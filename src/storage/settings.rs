// SPDX-License-Identifier: AGPL-3.0-or-later
//
// Copyright (C) 2026 Relational Network

//! Settings store abstraction.
//!
//! A key-value store of JSON documents. Besides `get`/`set`, a store lets
//! callers register an observer for one key; the observer fires when the value
//! is changed by someone else (another process, another window), never for the
//! caller's own `set`.

use std::collections::HashMap;
use std::io;
use std::sync::{Arc, Mutex, PoisonError};

use serde_json::Value;

/// Callback invoked with the key whose value changed externally.
pub type SettingsObserver = Arc<dyn Fn(&str) + Send + Sync>;

/// Error type for settings storage operations.
#[derive(Debug, thiserror::Error)]
pub enum SettingsError {
    #[error("I/O error: {0}")]
    Io(#[from] io::Error),

    #[error("JSON error: {0}")]
    Json(#[from] serde_json::Error),

    #[error("Storage not initialized")]
    NotInitialized,

    #[error("Invalid settings key: {0}")]
    InvalidKey(String),

    #[error("Integrity violation: {0}")]
    IntegrityViolation(String),

    #[error("Writes to `{0}` suspended: stored value is unreadable")]
    WriteSuspended(String),
}

/// Result type for settings operations.
pub type SettingsResult<T> = Result<T, SettingsError>;

/// Key-value persistence used by the account registries.
pub trait SettingsStore: Send + Sync {
    /// Read the value stored under `key`, `None` when absent.
    fn get(&self, key: &str) -> SettingsResult<Option<Value>>;

    /// Store `value` under `key`. Does not notify observers.
    fn set(&self, key: &str, value: Value) -> SettingsResult<()>;

    /// Register an observer for external changes to `key`.
    fn subscribe(&self, key: &str, observer: SettingsObserver);

    /// Move the value under `key` out of the way, keeping it for inspection.
    /// Afterwards `get(key)` returns `None`.
    fn quarantine(&self, key: &str) -> SettingsResult<()>;
}

/// Name under which a quarantined value is kept.
pub fn quarantine_key(key: &str) -> String {
    format!("{key}.corrupt")
}

/// Observers grouped by key.
#[derive(Default)]
pub struct ObserverSet {
    observers: Mutex<HashMap<String, Vec<SettingsObserver>>>,
}

impl ObserverSet {
    pub fn new() -> Self {
        Self::default()
    }

    pub fn add(&self, key: &str, observer: SettingsObserver) {
        self.observers
            .lock()
            .unwrap_or_else(PoisonError::into_inner)
            .entry(key.to_string())
            .or_default()
            .push(observer);
    }

    /// Keys with at least one observer.
    pub fn keys(&self) -> Vec<String> {
        self.observers
            .lock()
            .unwrap_or_else(PoisonError::into_inner)
            .keys()
            .cloned()
            .collect()
    }

    /// Invoke every observer of `key`. The lock is released before calling out.
    pub fn notify(&self, key: &str) {
        let observers = self
            .observers
            .lock()
            .unwrap_or_else(PoisonError::into_inner)
            .get(key)
            .cloned()
            .unwrap_or_default();

        for observer in observers {
            observer(key);
        }
    }
}

/// In-process settings store for tests and ephemeral sessions.
#[derive(Default)]
pub struct MemorySettingsStore {
    values: Mutex<HashMap<String, Value>>,
    observers: ObserverSet,
    writes: Mutex<usize>,
}

impl MemorySettingsStore {
    pub fn new() -> Self {
        Self::default()
    }

    /// Simulate a write by another writer: store the value, then notify.
    pub fn set_external(&self, key: &str, value: Value) {
        self.values
            .lock()
            .unwrap_or_else(PoisonError::into_inner)
            .insert(key.to_string(), value);
        self.observers.notify(key);
    }

    /// Number of `set` calls so far.
    pub fn writes(&self) -> usize {
        *self.writes.lock().unwrap_or_else(PoisonError::into_inner)
    }
}

impl SettingsStore for MemorySettingsStore {
    fn get(&self, key: &str) -> SettingsResult<Option<Value>> {
        Ok(self
            .values
            .lock()
            .unwrap_or_else(PoisonError::into_inner)
            .get(key)
            .cloned())
    }

    fn set(&self, key: &str, value: Value) -> SettingsResult<()> {
        self.values
            .lock()
            .unwrap_or_else(PoisonError::into_inner)
            .insert(key.to_string(), value);
        *self.writes.lock().unwrap_or_else(PoisonError::into_inner) += 1;
        Ok(())
    }

    fn subscribe(&self, key: &str, observer: SettingsObserver) {
        self.observers.add(key, observer);
    }

    fn quarantine(&self, key: &str) -> SettingsResult<()> {
        let mut values = self.values.lock().unwrap_or_else(PoisonError::into_inner);
        if let Some(value) = values.remove(key) {
            values.insert(quarantine_key(key), value);
        }
        Ok(())
    }
}

#[cfg(test)]
mod tests {
    use super::*;
    use serde_json::json;
    use std::sync::atomic::{AtomicUsize, Ordering};

    fn counting_observer() -> (SettingsObserver, Arc<AtomicUsize>) {
        let count = Arc::new(AtomicUsize::new(0));
        let seen = count.clone();
        let observer: SettingsObserver = Arc::new(move |_key: &str| {
            seen.fetch_add(1, Ordering::SeqCst);
        });
        (observer, count)
    }

    #[test]
    fn get_returns_none_for_missing_key() {
        let store = MemorySettingsStore::new();
        assert!(store.get("testaccounts").unwrap().is_none());
    }

    #[test]
    fn set_then_get_round_trips() {
        let store = MemorySettingsStore::new();
        store.set("testaccounts", json!([1, 2])).unwrap();
        assert_eq!(store.get("testaccounts").unwrap(), Some(json!([1, 2])));
        assert_eq!(store.writes(), 1);
    }

    #[test]
    fn own_writes_do_not_notify() {
        let store = MemorySettingsStore::new();
        let (observer, count) = counting_observer();
        store.subscribe("testaccounts", observer);

        store.set("testaccounts", json!([])).unwrap();
        assert_eq!(count.load(Ordering::SeqCst), 0);
    }

    #[test]
    fn external_writes_notify_only_matching_key() {
        let store = MemorySettingsStore::new();
        let (observer, count) = counting_observer();
        store.subscribe("testaccounts", observer);

        store.set_external("publicaccounts", json!([]));
        assert_eq!(count.load(Ordering::SeqCst), 0);

        store.set_external("testaccounts", json!([]));
        assert_eq!(count.load(Ordering::SeqCst), 1);
        assert_eq!(store.writes(), 0);
    }

    #[test]
    fn quarantine_moves_value_aside() {
        let store = MemorySettingsStore::new();
        store.set("testaccounts", json!({"broken": true})).unwrap();

        store.quarantine("testaccounts").unwrap();

        assert!(store.get("testaccounts").unwrap().is_none());
        assert_eq!(
            store.get("testaccounts.corrupt").unwrap(),
            Some(json!({"broken": true}))
        );
    }

    #[test]
    fn observer_may_read_store_during_notification() {
        let store = Arc::new(MemorySettingsStore::new());
        let reader = Arc::downgrade(&store);
        let seen = Arc::new(Mutex::new(None));
        let seen_in_observer = seen.clone();

        store.subscribe(
            "testaccounts",
            Arc::new(move |key: &str| {
                if let Some(store) = reader.upgrade() {
                    *seen_in_observer.lock().unwrap() = store.get(key).unwrap();
                }
            }),
        );

        store.set_external("testaccounts", json!(["reloaded"]));
        assert_eq!(*seen.lock().unwrap(), Some(json!(["reloaded"])));
    }
}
----------------
### PROBLEM DESCRIPTION
Copy out the entries. Change nothing.

### EXPECTED OUTPUT
filename src/storage/settings.rs
// SPDX-License-Identifier: AGPL-3.0-or-later
//
// Copyright (C) 2026 Relational Network

//! Settings store abstraction.
//!
//! A key-value store of JSON documents. Besides `get`/`set`, a store lets
//! callers register an observer for one key; the observer fires when the value
//! is changed by someone else (another process, another window), never for the
//! caller's own `set`.

use std::collections::HashMap;
use std::io;
use std::sync::{Arc, Mutex, PoisonError};

use serde_json::Value;

/// Callback invoked with the key whose value changed externally.
pub type SettingsObserver = Arc<dyn Fn(&str) + Send + Sync>;

/// Error type for settings storage operations.
#[derive(Debug, thiserror::Error)]
pub enum SettingsError {
    #[error("I/O error: {0}")]
    Io(#[from] io::Error),

    #[error("JSON error: {0}")]
    Json(#[from] serde_json::Error),

    #[error("Storage not initialized")]
    NotInitialized,

    #[error("Invalid settings key: {0}")]
    InvalidKey(String),

    #[error("Integrity violation: {0}")]
    IntegrityViolation(String),

    #[error("Writes to `{0}` suspended: stored value is unreadable")]
    WriteSuspended(String),
}

/// Result type for settings operations.
pub type SettingsResult<T> = Result<T, SettingsError>;

/// Key-value persistence used by the account registries.
pub trait SettingsStore: Send + Sync {
    /// Read the value stored under `key`, `None` when absent.
    fn get(&self, key: &str) -> SettingsResult<Option<Value>>;

    /// Store `value` under `key`. Does not notify observers.
    fn set(&self, key: &str, value: Value) -> SettingsResult<()>;

    /// Register an observer for external changes to `key`.
    fn subscribe(&self, key: &str, observer: SettingsObserver);

    /// Move the value under `key` out of the way, keeping it for inspection.
    /// Afterwards `get(key)` returns `None`.
    fn quarantine(&self, key: &str) -> SettingsResult<()>;
}

/// Name under which a quarantined value is kept.
pub fn quarantine_key(key: &str) -> String {
    format!("{key}.corrupt")
}

/// Observers grouped by key.
#[derive(Default)]
pub struct ObserverSet {
    observers: Mutex<HashMap<String, Vec<SettingsObserver>>>,
}

impl ObserverSet {
    pub fn new() -> Self {
        Self::default()
    }

    pub fn add(&self, key: &str, observer: SettingsObserver) {
        self.observers
            .lock()
            .unwrap_or_else(PoisonError::into_inner)
            .entry(key.to_string())
            .or_default()
            .push(observer);
    }

    /// Keys with at least one observer.
    pub fn keys(&self) -> Vec<String> {
        self.observers
            .lock()
            .unwrap_or_else(PoisonError::into_inner)
            .keys()
            .cloned()
            .collect()
    }

    /// Invoke every observer of `key`. The lock is released before calling out.
    pub fn notify(&self, key: &str) {
        let observers = self
            .observers
            .lock()
            .unwrap_or_else(PoisonError::into_inner)
            .get(key)
            .cloned()
            .unwrap_or_default();

        for observer in observers {
            observer(key);
        }
    }
}

/// In-process settings store for tests and ephemeral sessions.
#[derive(Default)]
pub struct MemorySettingsStore {
    values: Mutex<HashMap<String, Value>>,
    observers: ObserverSet,
    writes: Mutex<usize>,
}

impl MemorySettingsStore {
    pub fn new() -> Self {
        Self::default()
    }

    /// Simulate a write by another writer: store the value, then notify.
    pub fn set_external(&self, key: &str, value: Value) {
        self.values
            .lock()
            .unwrap_or_else(PoisonError::into_inner)
            .insert(key.to_string(), value);
        self.observers.notify(key);
    }

    /// Number of `set` calls so far.
    pub fn writes(&self) -> usize {
        *self.writes.lock().unwrap_or_else(PoisonError::into_inner)
    }
}

impl SettingsStore for MemorySettingsStore {
    fn get(&self, key: &str) -> SettingsResult<Option<Value>> {
        Ok(self
            .values
            .lock()
            .unwrap_or_else(PoisonError::into_inner)
            .get(key)
            .cloned())
    }

    fn set(&self, key: &str, value: Value) -> SettingsResult<()> {
        self.values
            .lock()
            .unwrap_or_else(PoisonError::into_inner)
            .insert(key.to_string(), value);
        *self.writes.lock().unwrap_or_else(PoisonError::into_inner) += 1;
        Ok(())
    }

    fn subscribe(&self, key: &str, observer: SettingsObserver) {
        self.observers.add(key, observer);
    }

    fn quarantine(&self, key: &str) -> SettingsResult<()> {
        let mut values = self.values.lock().unwrap_or_else(PoisonError::into_inner);
        if let Some(value) = values.remove(key) {
            values.insert(quarantine_key(key), value);
        }
        Ok(())
    }
}

#[cfg(test)]
mod tests {
    use super::*;
    use serde_json::json;
    use std::sync::atomic::{AtomicUsize, Ordering};

    fn counting_observer() -> (SettingsObserver, Arc<AtomicUsize>) {
        let count = Arc::new(AtomicUsize::new(0));
        let seen = count.clone();
        let observer: SettingsObserver = Arc::new(move |_key: &str| {
            seen.fetch_add(1, Ordering::SeqCst);
        });
        (observer, count)
    }

    #[test]
    fn get_returns_none_for_missing_key() {
        let store = MemorySettingsStore::new();
        assert!(store.get("testaccounts").unwrap().is_none());
    }

    #[test]
    fn set_then_get_round_trips() {
        let store = MemorySettingsStore::new();
        store.set("testaccounts", json!([1, 2])).unwrap();
        assert_eq!(store.get("testaccounts").unwrap(), Some(json!([1, 2])));
        assert_eq!(store.writes(), 1);
    }

    #[test]
    fn own_writes_do_not_notify() {
        let store = MemorySettingsStore::new();
        let (observer, count) = counting_observer();
        store.subscribe("testaccounts", observer);

        store.set("testaccounts", json!([])).unwrap();
        assert_eq!(count.load(Ordering::SeqCst), 0);
    }

    #[test]
    fn external_writes_notify_only_matching_key() {
        let store = MemorySettingsStore::new();
        let (observer, count) = counting_observer();
        store.subscribe("testaccounts", observer);

        store.set_external("publicaccounts", json!([]));
        assert_eq!(count.load(Ordering::SeqCst), 0);

        store.set_external("testaccounts", json!([]));
        assert_eq!(count.load(Ordering::SeqCst), 1);
        assert_eq!(store.writes(), 0);
    }

    #[test]
    fn quarantine_moves_value_aside() {
        let store = MemorySettingsStore::new();
        store.set("testaccounts", json!({"broken": true})).unwrap();

        store.quarantine("testaccounts").unwrap();

        assert!(store.get("testaccounts").unwrap().is_none());
        assert_eq!(
            store.get("testaccounts.corrupt").unwrap(),
            Some(json!({"broken": true}))
        );
    }

    #[test]
    fn observer_may_read_store_during_notification() {
        let store = Arc::new(MemorySettingsStore::new());
        let reader = Arc::downgrade(&store);
        let seen = Arc::new(Mutex::new(None));
        let seen_in_observer = seen.clone();

        store.subscribe(
            "testaccounts",
            Arc::new(move |key: &str| {
                if let Some(store) = reader.upgrade() {
                    *seen_in_observer.lock().unwrap() = store.get(key).unwrap();
                }
            }),
        );

        store.set_external("testaccounts", json!(["reloaded"]));
        assert_eq!(*seen.lock().unwrap(), Some(json!(["reloaded"])));
    }
}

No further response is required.